Граков поинтересовался у Осипа, как идут дела в изучении морских водорослей: стало понятно, что они уже встречались и на эту тему имели некоторые беседы.
– …Вы же так не доживёте до конца своего срока, – тихо, но разборчиво, сквозь общий шум, выговаривал Василий Петрович Артёму. – Вас точно хотят убить. Вы как-то заигрались во всё это. Я даже не знаю, чем вам помочь.
– Василий Петрович! – Артём даже боднул лбом товарища в его многомудрый лоб, чего до сих пор себе не позволял. – Не портите мне моё июльское, зелёное настроение! Да и не случится ничего со мной…
Василий Петрович внимательно посмотрел прямо в глаза Артёму и только вздохнул.
Артём порылся в принесённом мешке: если что и боялся он потерять, так это присланную матерью домашнюю подушечку – отчего-то она была ему дорога: он даже и не клал её под голову, а куда-то прятал под сердце и так спал на ней; да и то не всегда. Подушечка, в пёстренькой наволочке, была на месте. Правда, тоже пахла бараком.
Между тем Моисей Соломонович, незаметно для себя, тихонько запел:
– …Мане что-то скучно стало: “Я хочу, хочу простор… чтоб шикарная коляска… с шиком въехала во двор…”
Мезерницкий, озирая стол, яростно потирал руки.
– Ах, всё Мане нудно стало: платье лёгкое, как пух, итальянские картинки надоели Мане вдруг, – красиво, в нос выводил Моисей Соломонович.
Эту песню исполнял он так, словно шмары и шалавы всея Руси попросили Моисея Соломоновича: расскажи о нас, дяденька, пожалей.
Дяденька некоторое время жалел, и потом, незаметно, начинал петь совсем другое, неожиданное.
Когда попадалась Моисею Соломоновичу русская песня, казалось, что за его плечами стоят безмолвные мужики – ратью чуть не до горизонта.

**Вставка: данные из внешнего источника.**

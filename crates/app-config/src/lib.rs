// only enables the `doc_cfg` feature when
// the `docsrs` configuration attribute is defined
#![cfg_attr(docsrs, feature(doc_cfg))]

pub mod session;

use clap::ArgMatches;
use config::builder::DefaultState;
use config::{ConfigBuilder, File, FileFormat};
use serde::{Deserialize, Serialize};
use std::fmt::{Display, Formatter};
use std::path::{Path, PathBuf};
use tracing::{error, info};

pub use session::{
    ConnectionEntry, ConnectionSource, ConnectionSpec, Connections, HandlerOptions, ScalarValue,
    SessionOptions,
};

/// The application configuration.
#[derive(Default, Debug, Serialize, Deserialize)]
pub struct AppConfig {
    /// The version of the configuration.
    #[serde(default)]
    version: u8,
    /// The session storage configuration.
    #[serde(default)]
    pub session: SessionConfig,
}

/// Provides session storage configuration.
#[derive(Default, Debug, Clone, Serialize, Deserialize)]
pub struct SessionConfig {
    /// The client binding used to talk to the servers.
    #[serde(default)]
    pub handler: HandlerKind,
    /// The server and handler options.
    #[serde(default)]
    pub options: SessionOptions,
}

/// Selects the client binding of the session handler.
#[derive(Default, Debug, Copy, Clone, Eq, PartialEq, Serialize, Deserialize)]
#[serde(rename_all = "lowercase")]
pub enum HandlerKind {
    /// Reads `save_path` as a list of URIs and honors persistence and timeouts.
    #[default]
    Memcache,
    /// Reads `save_path` as a list of `host:port` pairs.
    Memcached,
}

impl Display for HandlerKind {
    fn fmt(&self, f: &mut Formatter<'_>) -> std::fmt::Result {
        match self {
            HandlerKind::Memcache => write!(f, "memcache"),
            HandlerKind::Memcached => write!(f, "memcached"),
        }
    }
}

impl AppConfig {
    pub fn load(config_dir: &Path, matches: &ArgMatches) -> Result<Self, anyhow::Error> {
        let mut config_builder = ConfigBuilder::<DefaultState>::default();

        // Add default configuration.
        config_builder = config_builder
            .add_source(
                File::from(config_dir.join("default.yml"))
                    .format(FileFormat::Yaml)
                    .required(false),
            )
            .add_source(
                // The YAML FAQ requests `.yaml` to be used as the default.
                File::from(config_dir.join("default.yaml"))
                    .format(FileFormat::Yaml)
                    .required(false),
            );

        if let Some(path) = matches.get_one::<PathBuf>("config_file").cloned() {
            info!(
                "Loading configuration file from {config_path:?}",
                config_path = path
            );
            config_builder =
                config_builder.add_source(File::from(path).format(FileFormat::Yaml).required(true))
        }

        Self::build(config_builder)
    }

    fn build(config_builder: ConfigBuilder<DefaultState>) -> Result<Self, anyhow::Error> {
        let config = match config_builder.build() {
            Ok(config) => config,
            Err(e) => {
                error!("Unable to load configuration: {error}", error = e);
                return Err(e.into());
            }
        };

        match config.try_deserialize() {
            Ok(config) => Ok(config),
            Err(e) => {
                error!("Unable to deserialize configuration: {error}", error = e);
                Err(e.into())
            }
        }
    }

    /// Gets the version of the configuration.
    pub fn version(&self) -> u8 {
        self.version
    }
}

Голос становился так огромен и высок, что в его пространстве можно было разглядеть тонкий солнечный луч и стрижа, этот луч пересекающего.
Если случался романс – в Моисее Соломоновиче проступали аристократические черты, и, если присмотреться, можно было бы увидеть щеголеватые усики над его губой, в иное время отсутствующие.

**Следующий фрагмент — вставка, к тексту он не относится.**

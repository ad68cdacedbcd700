pub trait HandlerInfo {
    /// Gets a short name of the session handler.
    fn handler_name() -> &'static str;

    /// Gets an informational string about the session handler.
    fn handler_version() -> &'static str {
        ""
    }
}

Лишь одно объединяло исполнение всех этих песен – верней, от каждой по куплетику, а то и меньше – где-то, почти неслышимая, неизменно звучала ироническая, отстранённая нотка: что бы ни пел Моисей Соломонович, он всегда пребывал как бы не внутри песни, а снаружи её.
– Перевели нашего тенора, – сказал Василий Петрович Артёму. – Теперь он по кооперативной части.
Моисей Соломонович, между прочим, принёс с собою дюжину пирожков с капустой и ещё столько же с яйцом.
Стол был не то чтоб очень богатый, зато разнообразный, уставленный и уложенный сверх меры.
– Всё это поедать одновременно не есть признак воспитанного человека, а вот если с чаем – тогда другое дело, – объявил Мезерницкий. – Тогда сочетание рыбы, пирогов с капустой, тюленьего мяса, брусники и моркови становится вполне уместным. Посему, Граков, идите за самоваром – он клокочет на печи в коридоре.